According to The Australian, the Commonwealth Bank implemented stricter rules on its borrowing requirements. The tightening applies to the bank’s more than $400 million home loan book. Because of this, the bank will no longer acknowledge negative gearing benefits for Bankwest issued mortgages. CBA purchased Bankwest during the global financial crisis. The latter confirmed that its “serviceability calculators” have been upgraded. The update would remove gearing tax benefits and it is already in effect. Bankwest also stressed the importance of adhering to “regulatory guidance” amid the continued crackdown of the banking regulator on banks to determine if they are following the 10% growth limit on property investor loans.

A Bankwest spokesperson said the related tax benefit will not be included in Bankswest’s calculation of the loan’s serviceability will no longer be included for those whose investment properties are operating at a loss and if the income of their investment properties are lower the costs. The spokesperson added that this applies to all new applications involving an investment lending facility and any existing deals that need a new serviceability calculation after February 10.

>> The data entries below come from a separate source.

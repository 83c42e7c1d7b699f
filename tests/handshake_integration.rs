//! Handshake integration tests
//!
//! These tests drive real TLS handshakes over loopback sockets:
//! - Server handshake against a plain OpenSSL client
//! - TLS 1.2 session resumption served from the session cache
//! - Client and server both driven through the controller
//! - Cancellation and timeout against a silent peer
//! - Credential validation and handle lifecycle

use openssl::ssl::{SslContext, SslMethod, SslSession, SslVerifyMode, SslVersion};
use std::net::{TcpListener, TcpStream};
use std::sync::mpsc;
use std::sync::Arc;
use std::thread;
use std::time::{Duration, Instant};
use tls_session::ssl::{
    credential, CacheConfig, FailureReason, HandshakeController, HandshakeState, KeyAlgorithm,
    KeyExchange, SessionCache, SslError, SslOption, TlsVersion,
};

fn configured_cache() -> Arc<SessionCache> {
    let config = CacheConfig::builder()
        .max_entries(64)
        .timeout(Duration::from_secs(300))
        .alt_timeout(Duration::from_secs(600))
        .build()
        .unwrap();
    Arc::new(SessionCache::with_config(config).unwrap())
}

fn loopback_pair() -> (TcpStream, TcpStream) {
    let listener = TcpListener::bind("127.0.0.1:0").unwrap();
    let client = TcpStream::connect(listener.local_addr().unwrap()).unwrap();
    let (server, _) = listener.accept().unwrap();
    (server, client)
}

/// Run a blocking OpenSSL client on `stream`
///
/// The client offers `session` for resumption, reports the session it ended
/// up with, then holds the connection open until `done` fires. It closes
/// with close_notify; OpenSSL marks sessions of unclean closes unresumable.
fn spawn_client(
    stream: TcpStream,
    max_version: SslVersion,
    session: Option<SslSession>,
    done: mpsc::Receiver<()>,
) -> thread::JoinHandle<(SslSession, bool)> {
    thread::spawn(move || {
        let mut builder = SslContext::builder(SslMethod::tls_client()).unwrap();
        builder.set_verify(SslVerifyMode::NONE);
        builder.set_max_proto_version(Some(max_version)).unwrap();
        let ctx = builder.build();

        let mut ssl = openssl::ssl::Ssl::new(&ctx).unwrap();
        if let Some(ref session) = session {
            unsafe { ssl.set_session(session).unwrap() };
        }

        let mut tls = ssl.connect(stream).unwrap();
        let negotiated = tls.ssl().session().unwrap().to_owned();
        let reused = tls.ssl().session_reused();

        let _ = done.recv_timeout(Duration::from_secs(5));
        let _ = tls.shutdown();
        (negotiated, reused)
    })
}

#[test]
fn test_server_handshake_reports_status() {
    let cache = configured_cache();
    let controller = HandshakeController::new(cache.clone());
    let (cert, key) = credential::self_signed("localhost", KeyAlgorithm::EcP256).unwrap();

    let (server, client) = loopback_pair();
    let (done_tx, done_rx) = mpsc::channel();
    let client = spawn_client(client, SslVersion::TLS1_2, None, done_rx);

    let handle = controller.import_fd(None, server).unwrap();
    controller.reset_handshake(handle, true).unwrap();
    controller
        .configure_secure_server(handle, &cert, &key, KeyExchange::Ecdh)
        .unwrap();
    controller.force_handshake(handle).unwrap();

    let status = controller.reporter().query(handle).unwrap();
    assert!(status.on);
    assert!(status.cipher.is_some());
    assert!(status.key_size >= 128);
    assert!(status.secret_key_size >= 128);
    assert_eq!(status.protocol, Some(TlsVersion::Tls12));
    assert!(!status.resumed);
    // The client did not authenticate
    assert!(status.subject.is_none());
    assert!(status.issuer.is_none());

    done_tx.send(()).unwrap();
    let (session, _) = client.join().unwrap();

    let entry = cache.lookup(session.id()).expect("session should be cached");
    assert_eq!(entry.protocol(), Some(TlsVersion::Tls12));
    assert!(entry.state().is_some());

    controller.close(handle).unwrap();
}

#[test]
fn test_tls12_session_resumed_from_cache() {
    let cache = configured_cache();
    let controller = HandshakeController::new(cache.clone());
    let (cert, key) = credential::self_signed("localhost", KeyAlgorithm::EcP256).unwrap();

    let serve = |server: TcpStream| {
        let handle = controller.import_fd(None, server).unwrap();
        controller.reset_handshake(handle, true).unwrap();
        controller
            .configure_secure_server(handle, &cert, &key, KeyExchange::Ecdh)
            .unwrap();
        controller.force_handshake(handle).unwrap();
        handle
    };

    // Full handshake
    let (server, client) = loopback_pair();
    let (done_tx, done_rx) = mpsc::channel();
    let client = spawn_client(client, SslVersion::TLS1_2, None, done_rx);
    let first = serve(server);
    done_tx.send(()).unwrap();
    let (session, reused) = client.join().unwrap();
    assert!(!reused);
    assert_eq!(cache.len(), 1);

    // Abbreviated handshake with the same session id
    let (server, client) = loopback_pair();
    let (done_tx, done_rx) = mpsc::channel();
    let client = spawn_client(client, SslVersion::TLS1_2, Some(session.clone()), done_rx);
    let second = serve(server);
    done_tx.send(()).unwrap();
    let (resumed_session, reused) = client.join().unwrap();

    assert!(reused);
    assert_eq!(resumed_session.id(), session.id());
    assert!(controller.reporter().query(second).unwrap().resumed);
    assert!(!controller.reporter().query(first).unwrap().resumed);
    assert_eq!(cache.len(), 1);
    assert!(cache.stats().hits >= 1);
}

#[test]
fn test_evicted_session_not_resumed() {
    let cache = configured_cache();
    let controller = HandshakeController::new(cache.clone());
    let (cert, key) = credential::self_signed("localhost", KeyAlgorithm::EcP256).unwrap();

    let serve = |server: TcpStream| {
        let handle = controller.import_fd(None, server).unwrap();
        controller.reset_handshake(handle, true).unwrap();
        controller
            .configure_secure_server(handle, &cert, &key, KeyExchange::Ecdh)
            .unwrap();
        controller.force_handshake(handle).unwrap();
        handle
    };

    let (server, client) = loopback_pair();
    let (done_tx, done_rx) = mpsc::channel();
    let client = spawn_client(client, SslVersion::TLS1_2, None, done_rx);
    serve(server);
    done_tx.send(()).unwrap();
    let (session, _) = client.join().unwrap();

    cache.clear();
    let misses_before = cache.stats().misses;

    let (server, client) = loopback_pair();
    let (done_tx, done_rx) = mpsc::channel();
    let client = spawn_client(client, SslVersion::TLS1_2, Some(session), done_rx);
    let handle = serve(server);
    done_tx.send(()).unwrap();
    let (_, reused) = client.join().unwrap();

    assert!(!reused);
    assert!(!controller.reporter().query(handle).unwrap().resumed);
    // The offered session was looked up and missed
    assert!(cache.stats().misses > misses_before);
}

#[test]
fn test_no_cache_option_leaves_cache_empty() {
    let cache = configured_cache();
    let controller = HandshakeController::new(cache.clone());
    let (cert, key) = credential::self_signed("localhost", KeyAlgorithm::EcP256).unwrap();

    let (server, client) = loopback_pair();
    let (done_tx, done_rx) = mpsc::channel();
    let client = spawn_client(client, SslVersion::TLS1_2, None, done_rx);

    let handle = controller.import_fd(None, server).unwrap();
    controller.set_option(handle, SslOption::NoCache, true).unwrap();
    controller.reset_handshake(handle, true).unwrap();
    controller
        .configure_secure_server(handle, &cert, &key, KeyExchange::Ecdh)
        .unwrap();
    controller.force_handshake(handle).unwrap();

    done_tx.send(()).unwrap();
    client.join().unwrap();
    assert!(cache.is_empty());
}

#[test]
fn test_client_and_server_through_controller() {
    let cache = configured_cache();
    let controller = Arc::new(HandshakeController::new(cache));
    let (cert, key) = credential::self_signed("localhost", KeyAlgorithm::Rsa2048).unwrap();

    let (server_stream, client_stream) = loopback_pair();
    let server = controller.import_fd(None, server_stream).unwrap();
    let client = controller.import_fd(None, client_stream).unwrap();

    controller.reset_handshake(server, true).unwrap();
    controller
        .configure_secure_server(server, &cert, &key, KeyExchange::Rsa)
        .unwrap();
    controller.reset_handshake(client, false).unwrap();
    controller.set_url(client, "localhost").unwrap();

    let server_side = {
        let controller = controller.clone();
        thread::spawn(move || controller.force_handshake(server))
    };
    controller.force_handshake(client).unwrap();
    server_side.join().unwrap().unwrap();

    let client_status = controller.reporter().query(client).unwrap();
    assert_eq!(client_status.subject.as_deref(), Some("CN=localhost"));
    assert_eq!(client_status.issuer.as_deref(), Some("CN=localhost"));

    let server_status = controller.reporter().query(server).unwrap();
    assert_eq!(server_status.cipher, client_status.cipher);
    assert_eq!(server_status.protocol, client_status.protocol);

    controller.close(client).unwrap();
    controller.close(server).unwrap();
    assert_eq!(controller.connection_count(), 0);
}

#[test]
fn test_version_range_mismatch_fails() {
    let cache = configured_cache();
    let controller = Arc::new(HandshakeController::new(cache));
    let (cert, key) = credential::self_signed("localhost", KeyAlgorithm::EcP256).unwrap();

    let (server_stream, client_stream) = loopback_pair();
    let server = controller.import_fd(None, server_stream).unwrap();
    let client = controller.import_fd(None, client_stream).unwrap();

    controller
        .set_version_range(server, TlsVersion::Tls13, TlsVersion::Tls13)
        .unwrap();
    controller.reset_handshake(server, true).unwrap();
    controller
        .configure_secure_server(server, &cert, &key, KeyExchange::Ecdh)
        .unwrap();
    controller
        .set_version_range(client, TlsVersion::Tls12, TlsVersion::Tls12)
        .unwrap();
    controller.reset_handshake(client, false).unwrap();

    let server_side = {
        let controller = controller.clone();
        thread::spawn(move || controller.force_handshake_timeout(server, Duration::from_secs(5)))
    };
    let client_result = controller.force_handshake_timeout(client, Duration::from_secs(5));
    let server_result = server_side.join().unwrap();

    assert!(matches!(server_result, Err(SslError::EngineFailure { .. })));
    assert!(client_result.is_err());
    assert!(matches!(
        controller.state(server).unwrap(),
        HandshakeState::Failed(FailureReason::Engine { .. })
    ));
    assert!(matches!(
        controller.reporter().query(server),
        Err(SslError::NotEstablished)
    ));
}

#[test]
fn test_cancel_silent_peer() {
    let controller = Arc::new(HandshakeController::new(configured_cache()));
    let (cert, key) = credential::self_signed("localhost", KeyAlgorithm::EcP256).unwrap();

    let (server, _silent_client) = loopback_pair();
    let handle = controller.import_fd(None, server).unwrap();
    controller.reset_handshake(handle, true).unwrap();
    controller
        .configure_secure_server(handle, &cert, &key, KeyExchange::Ecdh)
        .unwrap();

    let token = controller.cancel_token(handle).unwrap();
    let worker = {
        let controller = controller.clone();
        thread::spawn(move || controller.force_handshake(handle))
    };

    thread::sleep(Duration::from_millis(150));
    let cancelled_at = Instant::now();
    token.cancel();

    let result = worker.join().unwrap();
    assert!(matches!(result, Err(SslError::Cancelled)));
    assert!(cancelled_at.elapsed() < Duration::from_secs(2));
    assert_eq!(
        controller.state(handle).unwrap(),
        HandshakeState::Failed(FailureReason::Cancelled)
    );

    // A reset recovers the connection
    controller.reset_handshake(handle, true).unwrap();
    assert!(matches!(
        controller.reporter().query(handle),
        Err(SslError::NotEstablished)
    ));
}

#[test]
fn test_timeout_silent_peer() {
    let controller = HandshakeController::new(configured_cache())
        .handshake_timeout(Duration::from_millis(200));
    let (cert, key) = credential::self_signed("localhost", KeyAlgorithm::EcP256).unwrap();

    let (server, _silent_client) = loopback_pair();
    let handle = controller.import_fd(None, server).unwrap();
    controller.reset_handshake(handle, true).unwrap();
    controller
        .configure_secure_server(handle, &cert, &key, KeyExchange::Ecdh)
        .unwrap();

    let started = Instant::now();
    let result = controller.force_handshake(handle);

    assert!(matches!(result, Err(SslError::Timeout)));
    assert!(started.elapsed() >= Duration::from_millis(200));
    assert_eq!(
        controller.state(handle).unwrap(),
        HandshakeState::Failed(FailureReason::TimedOut)
    );
}

#[test]
fn test_credential_rejected() {
    let controller = HandshakeController::new(configured_cache());
    let (ec_cert, ec_key) = credential::self_signed("localhost", KeyAlgorithm::EcP256).unwrap();
    let (_, other_key) = credential::self_signed("localhost", KeyAlgorithm::EcP256).unwrap();

    let (server, _client) = loopback_pair();
    let handle = controller.import_fd(None, server).unwrap();
    controller.reset_handshake(handle, true).unwrap();

    // Key does not belong to the certificate
    assert!(matches!(
        controller.configure_secure_server(handle, &ec_cert, &other_key, KeyExchange::Ecdh),
        Err(SslError::InvalidCredential(_))
    ));

    // EC key cannot serve an RSA key exchange
    assert!(matches!(
        controller.configure_secure_server(handle, &ec_cert, &ec_key, KeyExchange::Rsa),
        Err(SslError::InvalidCredential(_))
    ));

    assert_eq!(
        controller.state(handle).unwrap(),
        HandshakeState::Reset { as_server: true }
    );
}

#[test]
fn test_client_role_rejects_server_credential() {
    let controller = HandshakeController::new(configured_cache());
    let (cert, key) = credential::self_signed("localhost", KeyAlgorithm::EcP256).unwrap();

    let (server, _client) = loopback_pair();
    let handle = controller.import_fd(None, server).unwrap();
    controller.reset_handshake(handle, false).unwrap();

    assert!(matches!(
        controller.configure_secure_server(handle, &cert, &key, KeyExchange::Ecdh),
        Err(SslError::WrongRole)
    ));
    assert_eq!(
        controller.state(handle).unwrap(),
        HandshakeState::Reset { as_server: false }
    );
}

#[test]
fn test_closed_handle_rejected() {
    let controller = HandshakeController::new(configured_cache());
    let (server, _client) = loopback_pair();
    let handle = controller.import_fd(None, server).unwrap();
    controller.close(handle).unwrap();

    assert!(matches!(
        controller.force_handshake(handle),
        Err(SslError::InvalidHandle(_))
    ));

    // A new connection in the same slot gets a distinct handle
    let (server, _client) = loopback_pair();
    let reused = controller.import_fd(None, server).unwrap();
    assert_ne!(reused, handle);
    assert!(matches!(
        controller.state(handle),
        Err(SslError::InvalidHandle(_))
    ));
    assert_eq!(controller.state(reused).unwrap(), HandshakeState::Unconfigured);
}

The CBA’s recent imposition of stricter lending standards triggered the move, which will also affect existing borrowers. The main reason behind all of this the banking regulator’s demand that banks must not exceed the 10% annual growth cap or risk having to face higher capital requirements. In addition to that, CBA also revealed that it cut off lending to a few new property investors due to “regulatory commitments.” Based on the data provided by APRA for the month of December, CBA’s investor lending rate was well beyond the cap at 10.3%. Wayne Byres, the Chairman of the Australian Prudential Regulation Authority, reminded banks that they would face higher capital requirements if they go beyond the cap. This comment came after the Reserve Bank warned that there would be higher risks of settlement failures because of the increase in inner-city apartment developments over the past years, particularly in Melbourne and Brisbane.

Other financial institutions have boosted their investor lending over the past few months as demand grew. According to the RBA, this pickup could be due to buyers who are sealing their purchases of off-the-plan apartments. Byres warned once more that the benchmarks that they have set including the 10% restriction for annual investor lending growth rate still stands. Lenders that prefer to operate and surpass this cap are “under no illusions” would be a possible consequence and that may mean higher capital requirements. Byres added that it may be good for the system in its entirety if this trend is encouraging banks to bring their competitive instincts to another place.

Bankwest is owned by Commonwealth Bank and that makes it the most exposed lender in Western Australia. This is one thing that concerned many analysts especially with the notable slowdown in the activities within the mining sector. Meanwhile, CLSA analyst Brian Johnson noted that the end of the construction phase has led to higher unemployment rate and lower house prices.